The old woman's grip on her arm tightens.
"We're very different." Miriam says, but she doesn't want to think about it. Don't look at this one too close. You may not like the answer.
"Are we? Fate has a path. You step in. You change lives by ending lives. Don't you? That's what I do. What we do. As a family. We see those girls twisting in the wind – poisoned girls, damaged girls, ruined girls. Girls who will themselves become ruiners. Their lives are hurricanes and tornados, sweeping up everything in their paths and throwing them back to earth so hard they shatter."
"Get your hand off me. I said I want to see Wren."
But Eleanor continues, eyes wide with the fervor of her beliefs. "Annie Valentine's death is a pure thing. A good thing. And good things, truly good things, don't come without sacrifice. Hers is a garden of hate: Leave the ground barren and only barren things grow. A dead child. A dead mother. So many others. Remove her from the timeline–" Eleanor forms scissors with her two fingers – clip clip clip. "–and the garden grows."
Miriam tries to pull away, but the old woman has a grip like pliers. Eleanor's breath is fragrant with rose hips.
Burning roses and carnation, wisps of smoke from the mask's noseholes.
Eleanor's eyelids flutter, almost as though she's caught in the throes of an ecstatic revelation. "It's like cancer, you see? Sometimes to save the body you must cut out the disease. Remove an organ. Sever a limb. Annie Valentine and all the others – all the others – were malignant. Tumors deserving the knife."
"Or the axe."
At this, Eleanor smiles.
Then she turns and, with a small brass key, unlocks the greenhouse door. From inside Miriam smells a hothouse breath of turned earth, fertilizer, and the heady scent of wet leaves. Sees the splash of green punctuated by pockets of bright flowers. Orchids and tea roses and birds-of-paradise.

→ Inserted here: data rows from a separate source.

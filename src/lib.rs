//! FOND controller synthesis with answer set programming
//!
//! This library finds strong-cyclic controllers for fully observable
//! non-deterministic planning problems by encoding them as logic programs,
//! searching over controller sizes with an external ASP solver, and checking
//! the resulting controllers against the planning model.

pub mod asp;
pub mod config;
pub mod controller;
pub mod error;
pub mod sas;
pub mod utils;

pub use config::Settings;
pub use controller::{Controller, SolveOutcome, SolveReport};
pub use error::{FondError, FondResult};

use anyhow::Result;
use asp::ClingoSolver;

/// Main entry point: validate the settings and run the pipeline with clingo
pub fn solve_problem(settings: &Settings) -> Result<SolveReport> {
    settings.validate()?;
    let mut solver = ClingoSolver::new(&settings.solver.clingo);
    controller::solve(settings, &mut solver, &[])
}
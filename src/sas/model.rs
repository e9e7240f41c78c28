//! The parsed planning problem

use super::action::Action;
use super::algebra::entails;
use super::state::{State, Variable};
use indexmap::IndexMap;
use std::fmt;

/// A finite-domain FOND planning problem.
///
/// Built once from the translator output and never mutated. Actions are
/// indexed twice: by grounded name (one determinized outcome each) and by
/// lifted name, where each entry lists the outcomes of one non-deterministic
/// operator ordered by outcome index.
#[derive(Debug, Clone)]
pub struct Model {
    variables: Vec<Variable>,
    initial: State,
    goal: State,
    mutexes: Vec<State>,
    actions: IndexMap<String, Action>,
    groups: IndexMap<String, Vec<Action>>,
}

impl Model {
    /// Create a model and index its actions
    pub fn new(
        variables: Vec<Variable>,
        initial: State,
        goal: State,
        mutexes: Vec<State>,
        actions: Vec<Action>,
    ) -> Self {
        let mut by_name = IndexMap::new();
        let mut groups: IndexMap<String, Vec<Action>> = IndexMap::new();

        for action in actions {
            groups
                .entry(action.group_key())
                .or_default()
                .push(action.clone());
            by_name.insert(action.key(), action);
        }

        // position i in a group is effect tag e{i+1}
        for outcomes in groups.values_mut() {
            outcomes.sort_by_key(|a| a.outcome().unwrap_or(0));
        }

        Self {
            variables,
            initial,
            goal,
            mutexes,
            actions: by_name,
            groups,
        }
    }

    pub fn variables(&self) -> &[Variable] {
        &self.variables
    }

    pub fn initial(&self) -> &State {
        &self.initial
    }

    pub fn goal(&self) -> &State {
        &self.goal
    }

    pub fn mutexes(&self) -> &[State] {
        &self.mutexes
    }

    /// Domain size of every variable, in variable order
    pub fn domain_sizes(&self) -> Vec<usize> {
        self.variables.iter().map(Variable::domain_size).collect()
    }

    /// Deterministic lookup by grounded name, e.g. `pick-up_DETDUP_1(b2,b4)`
    pub fn action(&self, key: &str) -> Option<&Action> {
        self.actions.get(key)
    }

    /// Determinized outcomes of the operator keyed by lifted name, e.g. `pick-up(b2,b4)`
    pub fn outcomes(&self, key: &str) -> Option<&[Action]> {
        self.groups.get(key).map(Vec::as_slice)
    }

    /// The operator keyed by lifted name as one multi-effect action
    pub fn nondeterministic(&self, key: &str) -> Option<Action> {
        self.groups.get(key).and_then(|outcomes| Action::merge(outcomes))
    }

    /// All operator groups in input order
    pub fn groups(&self) -> impl Iterator<Item = (&str, &[Action])> {
        self.groups.iter().map(|(k, v)| (k.as_str(), v.as_slice()))
    }

    pub fn action_count(&self) -> usize {
        self.actions.len()
    }

    /// Largest number of outcomes of any operator
    pub fn max_outcomes(&self) -> usize {
        self.groups.values().map(Vec::len).max().unwrap_or(1).max(1)
    }

    /// True when the initial state already satisfies the goal
    pub fn goal_reached_initially(&self) -> bool {
        entails(&self.initial, &self.goal)
    }

    /// Summary of the input size
    pub fn statistics(&self) -> ModelStatistics {
        let nondeterministic = self.groups.values().filter(|g| g.len() > 1).count();
        ModelStatistics {
            variables: self.variables.len(),
            grounded_actions: self.actions.len(),
            deterministic_operators: self.groups.len() - nondeterministic,
            nondeterministic_operators: nondeterministic,
            max_outcomes: self.max_outcomes(),
            mutex_groups: self.mutexes.len(),
            goal_size: self.goal.defined_count(),
        }
    }
}

/// Size of a parsed model
#[derive(Debug, Clone, PartialEq, Eq)]
pub struct ModelStatistics {
    pub variables: usize,
    pub grounded_actions: usize,
    pub deterministic_operators: usize,
    pub nondeterministic_operators: usize,
    pub max_outcomes: usize,
    pub mutex_groups: usize,
    pub goal_size: usize,
}

impl fmt::Display for ModelStatistics {
    fn fmt(&self, f: &mut fmt::Formatter<'_>) -> fmt::Result {
        writeln!(f, "Model Statistics:")?;
        writeln!(f, "  Variables: {}", self.variables)?;
        writeln!(f, "  Grounded actions: {}", self.grounded_actions)?;
        writeln!(f, "  Deterministic operators: {}", self.deterministic_operators)?;
        writeln!(f, "  Non-deterministic operators: {}", self.nondeterministic_operators)?;
        writeln!(f, "  Max outcomes: {}", self.max_outcomes)?;
        writeln!(f, "  Mutex groups: {}", self.mutex_groups)?;
        writeln!(f, "  Goal size: {}", self.goal_size)?;
        Ok(())
    }
}
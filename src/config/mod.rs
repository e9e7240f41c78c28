//! Configuration management for the FOND controller synthesizer

pub mod settings;

pub use settings::{
    BackboneConfig, CliOverrides, ConstraintsConfig, InputConfig, OutputConfig, Settings, SolverConfig,
};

In the center of the long hothouse is a tree – a ficus tree with three separate tapering trunks winding together into the branches.

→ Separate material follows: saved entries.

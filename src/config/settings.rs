//! Configuration settings for the FOND controller synthesizer

use crate::asp::{BackboneStyle, EncodingOptions};
use crate::controller::SizeSearch;
use crate::error::FondError;
use anyhow::{Context, Result};
use serde::{Deserialize, Serialize};
use std::path::PathBuf;
use std::time::Duration;

#[derive(Debug, Clone, Serialize, Deserialize)]
pub struct Settings {
    pub input: InputConfig,
    pub solver: SolverConfig,
    pub backbone: BackboneConfig,
    pub encoding: EncodingOptions,
    pub constraints: ConstraintsConfig,
    pub output: OutputConfig,
}

#[derive(Debug, Clone, Serialize, Deserialize)]
pub struct InputConfig {
    /// Translator output for the determinized problem
    pub sas_file: PathBuf,
}

#[derive(Debug, Clone, Serialize, Deserialize)]
pub struct SolverConfig {
    pub clingo: PathBuf,
    /// Extra arguments appended after `-c numStates=<n>`
    pub args: Vec<String>,
    /// Logic program describing controllers
    pub controller_model: PathBuf,
    pub min_states: usize,
    pub max_states: usize,
    pub inc_states: usize,
    /// Wall-clock budget for the whole search; unlimited when absent
    pub time_limit_seconds: Option<u64>,
}

#[derive(Debug, Clone, Serialize, Deserialize)]
pub struct BackboneConfig {
    pub enabled: bool,
    /// Only use the backbone length as a lower bound
    pub size_only: bool,
    /// Logic program searching for a weak plan
    pub weak_plan_program: PathBuf,
    pub sequential_knowledge: Option<PathBuf>,
    pub style: BackboneStyle,
}

#[derive(Debug, Clone, Default, Serialize, Deserialize)]
pub struct ConstraintsConfig {
    /// Programs added verbatim to every controller search call
    pub files: Vec<PathBuf>,
    /// Program deriving `undo/2` pairs from the instance
    pub undo_program: Option<PathBuf>,
    pub undo_by_type: bool,
}

#[derive(Debug, Clone, Serialize, Deserialize)]
pub struct OutputConfig {
    pub directory: PathBuf,
    /// Write `controller.out` and `controller.json` after a successful search
    pub dump_controller: bool,
    /// Check the controller after a successful search
    pub verify: bool,
}

impl Default for Settings {
    fn default() -> Self {
        Self {
            input: InputConfig {
                sas_file: PathBuf::from("output.sas"),
            },
            solver: SolverConfig {
                clingo: PathBuf::from("clingo"),
                args: Vec::new(),
                controller_model: PathBuf::from("asp/controller-fondsat.lp"),
                min_states: 1,
                max_states: 100,
                inc_states: 1,
                time_limit_seconds: None,
            },
            backbone: BackboneConfig {
                enabled: false,
                size_only: false,
                weak_plan_program: PathBuf::from("asp/weak_plan.lp"),
                sequential_knowledge: None,
                style: BackboneStyle::Strict,
            },
            encoding: EncodingOptions::default(),
            constraints: ConstraintsConfig {
                files: Vec::new(),
                undo_program: None,
                undo_by_type: true,
            },
            output: OutputConfig {
                directory: PathBuf::from("output"),
                dump_controller: true,
                verify: true,
            },
        }
    }
}

impl Settings {
    /// Load settings from a YAML file
    pub fn from_file(path: &PathBuf) -> Result<Self> {
        let content = std::fs::read_to_string(path)
            .with_context(|| format!("Failed to read config file: {}", path.display()))?;

        let settings: Settings = serde_yaml::from_str(&content)
            .with_context(|| format!("Failed to parse config file: {}", path.display()))?;

        Ok(settings)
    }

    /// Save settings to a YAML file
    pub fn to_file(&self, path: &PathBuf) -> Result<()> {
        let content = serde_yaml::to_string(self).context("Failed to serialize settings")?;

        if let Some(parent) = path.parent() {
            std::fs::create_dir_all(parent)
                .with_context(|| format!("Failed to create directory: {}", parent.display()))?;
        }

        std::fs::write(path, content)
            .with_context(|| format!("Failed to write config file: {}", path.display()))?;

        Ok(())
    }

    /// Validate the settings
    pub fn validate(&self) -> Result<()> {
        let solver = &self.solver;
        if solver.min_states == 0 {
            return Err(FondError::Config("Minimum number of states must be positive".into()).into());
        }
        if solver.inc_states == 0 {
            return Err(FondError::Config("State increment must be positive".into()).into());
        }
        if solver.min_states > solver.max_states {
            return Err(FondError::Config(format!(
                "Minimum states ({}) exceeds maximum states ({})",
                solver.min_states, solver.max_states
            ))
            .into());
        }

        require_file("SAS file", &self.input.sas_file)?;
        require_file("Controller model", &solver.controller_model)?;
        if self.backbone.enabled {
            require_file("Weak plan program", &self.backbone.weak_plan_program)?;
            if let Some(kb) = &self.backbone.sequential_knowledge {
                require_file("Sequential knowledge file", kb)?;
            }
        }
        for file in &self.constraints.files {
            require_file("Constraint file", file)?;
        }
        if let Some(undo) = &self.constraints.undo_program {
            require_file("Undo program", undo)?;
        }

        Ok(())
    }

    /// Candidate sizes to try
    pub fn size_search(&self) -> SizeSearch {
        SizeSearch {
            min: self.solver.min_states,
            max: self.solver.max_states,
            inc: self.solver.inc_states,
        }
    }

    pub fn time_limit(&self) -> Option<Duration> {
        self.solver.time_limit_seconds.map(Duration::from_secs)
    }

    /// Merge settings with command line overrides
    pub fn merge_with_cli(&mut self, cli_overrides: &CliOverrides) {
        if let Some(ref sas_file) = cli_overrides.sas_file {
            self.input.sas_file = sas_file.clone();
        }
        if let Some(ref output_dir) = cli_overrides.output_dir {
            self.output.directory = output_dir.clone();
        }
        if let Some(min_states) = cli_overrides.min_states {
            self.solver.min_states = min_states;
        }
        if let Some(max_states) = cli_overrides.max_states {
            self.solver.max_states = max_states;
        }
        if let Some(inc_states) = cli_overrides.inc_states {
            self.solver.inc_states = inc_states;
        }
        if let Some(timeout) = cli_overrides.timeout_seconds {
            self.solver.time_limit_seconds = Some(timeout);
        }
        if cli_overrides.backbone {
            self.backbone.enabled = true;
        }
    }
}

fn require_file(what: &str, path: &PathBuf) -> Result<()> {
    if !path.exists() {
        return Err(FondError::Config(format!("{} does not exist: {}", what, path.display())).into());
    }
    Ok(())
}

/// Command line overrides for settings
#[derive(Debug, Default)]
pub struct CliOverrides {
    pub sas_file: Option<PathBuf>,
    pub output_dir: Option<PathBuf>,
    pub min_states: Option<usize>,
    pub max_states: Option<usize>,
    pub inc_states: Option<usize>,
    pub timeout_seconds: Option<u64>,
    pub backbone: bool,
}

#[cfg(test)]
mod tests {
    use super::*;

    fn settings_with_files(dir: &std::path::Path) -> Settings {
        let sas = dir.join("output.sas");
        let model = dir.join("controller.lp");
        std::fs::write(&sas, "").unwrap();
        std::fs::write(&model, "").unwrap();

        let mut settings = Settings::default();
        settings.input.sas_file = sas;
        settings.solver.controller_model = model;
        settings
    }

    #[test]
    fn test_yaml_round_trip() {
        let dir = tempfile::tempdir().unwrap();
        let path = dir.path().join("config").join("default.yaml");

        let mut settings = Settings::default();
        settings.solver.time_limit_seconds = Some(60);
        settings.backbone.style = BackboneStyle::Loose;
        settings.to_file(&path).unwrap();

        let loaded = Settings::from_file(&path).unwrap();
        assert_eq!(loaded.solver.time_limit_seconds, Some(60));
        assert_eq!(loaded.backbone.style, BackboneStyle::Loose);
        assert_eq!(loaded.encoding, EncodingOptions::default());

        let text = std::fs::read_to_string(&path).unwrap();
        assert!(text.contains("initial_state: both"));
        assert!(text.contains("style: loose"));
    }

    #[test]
    fn test_validation() {
        let dir = tempfile::tempdir().unwrap();
        let mut settings = settings_with_files(dir.path());
        assert!(settings.validate().is_ok());

        settings.solver.min_states = 5;
        settings.solver.max_states = 2;
        assert!(settings.validate().is_err());

        settings.solver.max_states = 10;
        settings.solver.inc_states = 0;
        assert!(settings.validate().is_err());

        settings.solver.inc_states = 1;
        settings.backbone.enabled = true;
        settings.backbone.weak_plan_program = dir.path().join("missing.lp");
        let err = settings.validate().unwrap_err();
        assert!(err.to_string().contains("Weak plan program"));
    }

    #[test]
    fn test_cli_overrides() {
        let mut settings = Settings::default();
        let overrides = CliOverrides {
            min_states: Some(3),
            timeout_seconds: Some(30),
            backbone: true,
            ..CliOverrides::default()
        };
        settings.merge_with_cli(&overrides);

        assert_eq!(settings.size_search(), SizeSearch { min: 3, max: 100, inc: 1 });
        assert_eq!(settings.time_limit(), Some(Duration::from_secs(30)));
        assert!(settings.backbone.enabled);
    }
}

Wren sits next to the tree. Her hands are bound in polished cuffs. Another chain links those cuffs to a rusted eyebolt in the greenhouse floor.
Her chin dips. Eyes half-lidded. Bottom lip wet with saliva.
"You drugged her," Miriam says.
"To keep her quiet," Beck answers. "She's… a bit mouthy."
Miriam hurries to Wren, kneels next to her. The girl's eyes try to focus on Miriam, but the pin-prick pupils wander the empty space around her. Like Wren's seeing more than one. Two Miriams? Three? An infinity of her?
The scariest thought of all.
"Shh," Miriam says, pulling the girl close. She's not good with affection but the girl needs something. As the heavy rains pummel the windows above their heads, Miriam continues to shush her and rub circles in the girl's back. Her shoulder grows wet from the girl's drool.
"Mom," Wren mumbles.
Miriam shivers. It's like she can feel her ovaries tighten, breaking off a decade's worth of ice and snow. It's a terrible feeling. It takes everything she has to swallow back a pained cry and to dam up the tears that want to fall.
She eases Wren back against the tree and stands.
"What do you want from me?"
Eleanor eases toward her. The beneficent smile on her face gives her an eerie, grandmotherly glow. All around her, the verdant plants – life spilling out of pots and boxes and over table edges – call to mind the Garden of Eden. A place where a woman made a choice, a choice predicated on a lie.
"I want you to join our family," Eleanor says.
"You've gone off your meds. You're
monsters."
"We're healers. Aggressive as excision. As radiation or chemotherapy. Aggressive as bloodletting leeches. But healers just the same."
"That's what it's about, isn't it? The whole… ritual. The Medieval doctor's get-up. The mythic underpinnings. The table. The fact you're a nurse. You've fallen in love with the idea. You're huffing your own crazy vapors like all the old oracles. Except you've taken the oracular thing one step further. You get your hands dirty. You make things true."